[x264-devel] x86: eliminate text relocation in asm

Henrik Gramner henrik at gramner.com
Wed Mar 16 17:45:00 CET 2016


On Wed, Mar 16, 2016 at 1:24 PM, Jean-Philippe Jodoin
<jpjodoin at summit-tech.ca> wrote:
> Hello,
> I see that the x264 library was patched to support Android API 23 (Android 6)  on ARM by removing text relocation .
> https://mailman.videolan.org/pipermail/x264-devel/2015-October/011479.html
>
>  It works fine on ARM but when I try to compile on x86 for Android, I have the same issue (Android 6 will refuse to link it because of text relocation).
>
> I use this configure command:
>
> ./configure --host=i686-linux-android
> --cross-prefix=C:/android-ndk-r9d/toolchains/x86-4.6/prebuilt/windows-x86_64/bin/i686-linux-android
> --sysroot=C:/android-ndk-r9d/platforms/android-14/arch-x86
> --disable-cli
> --enable-shared
> --disable-opencl
> --enable-pic
>
> My understanding is that --enable-pic prevents text relocation in the C code, but there is still some hardcoded in the x86 ASM code.
> Using scanelf -T, I see what seems to be 1030 text relocations with the current master branch.
>
> Is there any way to fix this issue ?
>
> Thanks,
>
> Jean-Philippe

Hi

There is no way of "fixing" it on our side aside from rewriting
>20.000 lines of handwritten assembly since 32-bit x86 doesn't support
instruction-pointer-relative addressing. x86-64 has RIP-relative
addressing so it shouldn't be an issue there, the same goes for ARM. A
"workaround" is to disable asm on 32-bit x86 but it obliterates
performance and makes x264 painfully slow.

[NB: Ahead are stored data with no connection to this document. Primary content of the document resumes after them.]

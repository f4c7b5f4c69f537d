use crate::model::song::{Chart, Note};
use anyhow::{Result, bail};
use std::path::{Path, PathBuf};

pub const NOTE_MAGIC: &[u8; 4] = b"NOTE";
pub const NOTE_VERSION_MAJOR: u16 = 1;
pub const NOTE_VERSION_MINOR: u16 = 0;

/// Fixed width of the author field in the header, NUL-padded.
pub const AUTHOR_FIELD_LEN: usize = 32;

/// Header bytes kept at zero for future format revisions.
const HEADER_RESERVED_LEN: usize = 15;

/// Primitive encodings used by the .note format. Multi-byte values are
/// little-endian.
#[derive(Debug, Clone, Copy, PartialEq, Eq)]
pub enum WireKind {
    U16Le,
    U32Le,
    I8,
    F32Le,
    Bytes(usize),
}

impl WireKind {
    pub const fn width(self) -> usize {
        match self {
            WireKind::U16Le => 2,
            WireKind::U32Le => 4,
            WireKind::I8 => 1,
            WireKind::F32Le => 4,
            WireKind::Bytes(len) => len,
        }
    }
}

#[derive(Debug, Clone, Copy)]
pub struct WireField {
    pub name: &'static str,
    pub kind: WireKind,
}

/// Byte-for-byte layout of the .note header, in file order.
pub const HEADER_LAYOUT: &[WireField] = &[
    WireField { name: "magic", kind: WireKind::Bytes(4) },
    WireField { name: "version_major", kind: WireKind::U16Le },
    WireField { name: "version_minor", kind: WireKind::U16Le },
    WireField { name: "ms_per_pixel", kind: WireKind::U32Le },
    WireField { name: "note_count", kind: WireKind::U32Le },
    WireField { name: "author", kind: WireKind::Bytes(AUTHOR_FIELD_LEN) },
    WireField { name: "difficulty", kind: WireKind::I8 },
    WireField { name: "reserved", kind: WireKind::Bytes(HEADER_RESERVED_LEN) },
];

/// Byte-for-byte layout of one note record, in file order.
pub const NOTE_RECORD_LAYOUT: &[WireField] = &[
    WireField { name: "color", kind: WireKind::I8 },
    WireField { name: "direction", kind: WireKind::I8 },
    WireField { name: "start_ms", kind: WireKind::U32Le },
    WireField { name: "length_ms", kind: WireKind::U32Le },
    WireField { name: "speed", kind: WireKind::F32Le },
];

const fn layout_len(fields: &[WireField]) -> usize {
    let mut total = 0;
    let mut i = 0;
    while i < fields.len() {
        total += fields[i].kind.width();
        i += 1;
    }
    total
}

pub const HEADER_LEN: usize = layout_len(HEADER_LAYOUT);
pub const NOTE_RECORD_LEN: usize = layout_len(NOTE_RECORD_LAYOUT);

/// A value destined for one layout field.
#[derive(Debug, Clone, PartialEq)]
pub enum WireValue {
    U16(u16),
    U32(u32),
    I8(i8),
    F32(f32),
    Bytes(Vec<u8>),
}

/// Append `values` to `out` according to `layout`. Values must match the
/// layout field-for-field; a mismatch is a bug in the caller, not bad chart data.
pub fn pack_fields(layout: &[WireField], values: &[WireValue], out: &mut Vec<u8>) -> Result<()> {
    if layout.len() != values.len() {
        bail!(
            "Layout holds {} fields but {} values were provided..!",
            layout.len(),
            values.len()
        );
    }

    for (spec_field, value) in layout.iter().zip(values) {
        match (spec_field.kind, value) {
            (WireKind::U16Le, WireValue::U16(v)) => out.extend_from_slice(&v.to_le_bytes()),
            (WireKind::U32Le, WireValue::U32(v)) => out.extend_from_slice(&v.to_le_bytes()),
            (WireKind::I8, WireValue::I8(v)) => out.extend_from_slice(&v.to_le_bytes()),
            (WireKind::F32Le, WireValue::F32(v)) => out.extend_from_slice(&v.to_le_bytes()),
            (WireKind::Bytes(len), WireValue::Bytes(bytes)) if bytes.len() == len => {
                out.extend_from_slice(bytes);
            }
            (kind, value) => bail!(
                "Field '{}' holds {:?} but {:?} was provided..!",
                spec_field.name,
                kind,
                value
            ),
        }
    }

    Ok(())
}

/// Encode a chart into the complete contents of a .note file.
pub fn encode_chart(chart: &Chart) -> Result<Vec<u8>> {
    let mut out = Vec::with_capacity(HEADER_LEN + chart.notes.len() * NOTE_RECORD_LEN);

    pack_fields(HEADER_LAYOUT, &header_values(chart), &mut out)?;
    for note in &chart.notes {
        pack_fields(
            NOTE_RECORD_LAYOUT,
            &note_values(note, chart.song.lead_in_ms),
            &mut out,
        )?;
    }

    Ok(out)
}

fn header_values(chart: &Chart) -> Vec<WireValue> {
    vec![
        WireValue::Bytes(NOTE_MAGIC.to_vec()),
        WireValue::U16(NOTE_VERSION_MAJOR),
        WireValue::U16(NOTE_VERSION_MINOR),
        WireValue::U32(chart.song.ms_per_pixel),
        WireValue::U32(chart.notes.len() as u32),
        WireValue::Bytes(author_field(chart.song.author.as_deref()).to_vec()),
        WireValue::I8(chart.song.difficulty),
        WireValue::Bytes(vec![0; HEADER_RESERVED_LEN]),
    ]
}

fn note_values(note: &Note, lead_in_ms: u32) -> Vec<WireValue> {
    vec![
        WireValue::I8(note.color.wire_index()),
        WireValue::I8(note.direction.wire_index()),
        // The player never sees chart-local time; every start is shifted by the lead-in.
        WireValue::U32(note.start_ms.saturating_add(lead_in_ms)),
        WireValue::U32(note.length_ms),
        WireValue::F32(note.speed.unwrap_or(1.0)),
    ]
}

fn author_field(author: Option<&str>) -> [u8; AUTHOR_FIELD_LEN] {
    let mut out = [0u8; AUTHOR_FIELD_LEN];
    let bytes = author.map(str::as_bytes).unwrap_or_default();
    let len = bytes.len().min(AUTHOR_FIELD_LEN);
    out[..len].copy_from_slice(&bytes[..len]);
    out
}

/// Path of the .note artifact a chart file compiles to, next to the input.
pub fn artifact_path_for(input: &Path) -> PathBuf {
    let mut path = input.to_path_buf();
    path.set_extension("note");
    path
}

#[cfg(test)]
mod test {
    use super::*;
    use crate::model::song::{Direction, NoteColor, Song};

    fn note(color: NoteColor, direction: Direction, start_ms: u32, length_ms: u32) -> Note {
        Note {
            color,
            direction,
            start_ms,
            length_ms,
            speed: None,
        }
    }

    fn chart(lead_in_ms: u32, notes: Vec<Note>) -> Chart {
        Chart {
            song: Song {
                ms_per_pixel: 10,
                lead_in_ms,
                author: Some("Jane".to_string()),
                difficulty: 5,
            },
            notes,
        }
    }

    #[test]
    fn layout_tables_fix_the_record_sizes() {
        assert_eq!(HEADER_LEN, 64);
        assert_eq!(NOTE_RECORD_LEN, 14);
    }

    #[test]
    fn file_size_is_header_plus_records() {
        for count in [0, 1, 3] {
            let notes = (0..count)
                .map(|i| note(NoteColor::Red, Direction::Left, i * 100, 50))
                .collect();
            let bytes = encode_chart(&chart(0, notes)).unwrap();
            assert_eq!(bytes.len(), HEADER_LEN + count as usize * NOTE_RECORD_LEN);
        }
    }

    #[test]
    fn header_bytes_land_at_their_documented_offsets() {
        let bytes =
            encode_chart(&chart(0, vec![note(NoteColor::Red, Direction::Left, 0, 50)])).unwrap();

        assert_eq!(&bytes[0..4], b"NOTE");
        assert_eq!(&bytes[4..6], &1u16.to_le_bytes());
        assert_eq!(&bytes[6..8], &0u16.to_le_bytes());
        assert_eq!(&bytes[8..12], &10u32.to_le_bytes());
        assert_eq!(&bytes[12..16], &1u32.to_le_bytes());

        let mut author = [0u8; AUTHOR_FIELD_LEN];
        author[..4].copy_from_slice(b"Jane");
        assert_eq!(&bytes[16..48], &author);

        assert_eq!(bytes[48], 5);
        assert!(bytes[49..64].iter().all(|&b| b == 0));
    }

    #[test]
    fn note_record_applies_lead_in_and_default_speed() {
        let bytes = encode_chart(&chart(
            1000,
            vec![note(NoteColor::Green, Direction::Right, 250, 75)],
        ))
        .unwrap();
        let record = &bytes[HEADER_LEN..];

        assert_eq!(record.len(), NOTE_RECORD_LEN);
        assert_eq!(record[0], 1); // green
        assert_eq!(record[1], 1); // right
        assert_eq!(&record[2..6], &1250u32.to_le_bytes());
        assert_eq!(&record[6..10], &75u32.to_le_bytes());
        assert_eq!(&record[10..14], &1.0f32.to_le_bytes());
        assert_eq!(&record[10..14], &[0x00, 0x00, 0x80, 0x3F]);
    }

    #[test]
    fn explicit_speed_is_written_as_f32() {
        let mut fast = note(NoteColor::Blue, Direction::Left, 0, 50);
        fast.speed = Some(2.5);

        let bytes = encode_chart(&chart(0, vec![fast])).unwrap();
        assert_eq!(&bytes[HEADER_LEN + 10..], &2.5f32.to_le_bytes());
    }

    #[test]
    fn start_ms_saturates_instead_of_wrapping() {
        let bytes = encode_chart(&chart(
            u32::MAX,
            vec![note(NoteColor::Red, Direction::Left, 100, 50)],
        ))
        .unwrap();

        assert_eq!(&bytes[HEADER_LEN + 2..HEADER_LEN + 6], &u32::MAX.to_le_bytes());
    }

    #[test]
    fn missing_author_fills_the_field_with_zeros() {
        let mut anonymous = chart(0, vec![]);
        anonymous.song.author = None;

        let bytes = encode_chart(&anonymous).unwrap();
        assert!(bytes[16..48].iter().all(|&b| b == 0));
    }

    #[test]
    fn oversized_author_is_truncated_at_the_field_width() {
        let field = author_field(Some("abcdefghijklmnopqrstuvwxyz0123456789"));
        assert_eq!(&field[..], b"abcdefghijklmnopqrstuvwxyz012345");
    }

    #[test]
    fn pack_rejects_value_count_mismatch() {
        let mut out = Vec::new();
        let result = pack_fields(NOTE_RECORD_LAYOUT, &[WireValue::I8(0)], &mut out);
        assert!(result.is_err());
    }

    #[test]
    fn pack_rejects_kind_mismatch() {
        let layout = &[WireField { name: "start_ms", kind: WireKind::U32Le }];
        let mut out = Vec::new();
        let result = pack_fields(layout, &[WireValue::F32(1.0)], &mut out);

        assert!(result.unwrap_err().to_string().contains("start_ms"));
    }

    #[test]
    fn artifact_path_swaps_the_extension() {
        assert_eq!(
            artifact_path_for(Path::new("songs/demo.yaml")),
            PathBuf::from("songs/demo.note")
        );
        assert_eq!(
            artifact_path_for(Path::new("bare")),
            PathBuf::from("bare.note")
        );
    }
}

The fact that some Google engineer on a whim decided to arbitrarily
break user space for no good reason by forbidding relocations is
absolutely ridiculous and it affects many other software projects
(such as FFmpeg/libav) as well.

The only real benefits of PIC on 32-bit x86 is a few milliseconds
faster startup time and very slightly reduced memory usage when
running multiple instances of the same library at the same time, but
it also makes the code base a lot more complex and harder to maintain,
increases code size, and makes everything run slower.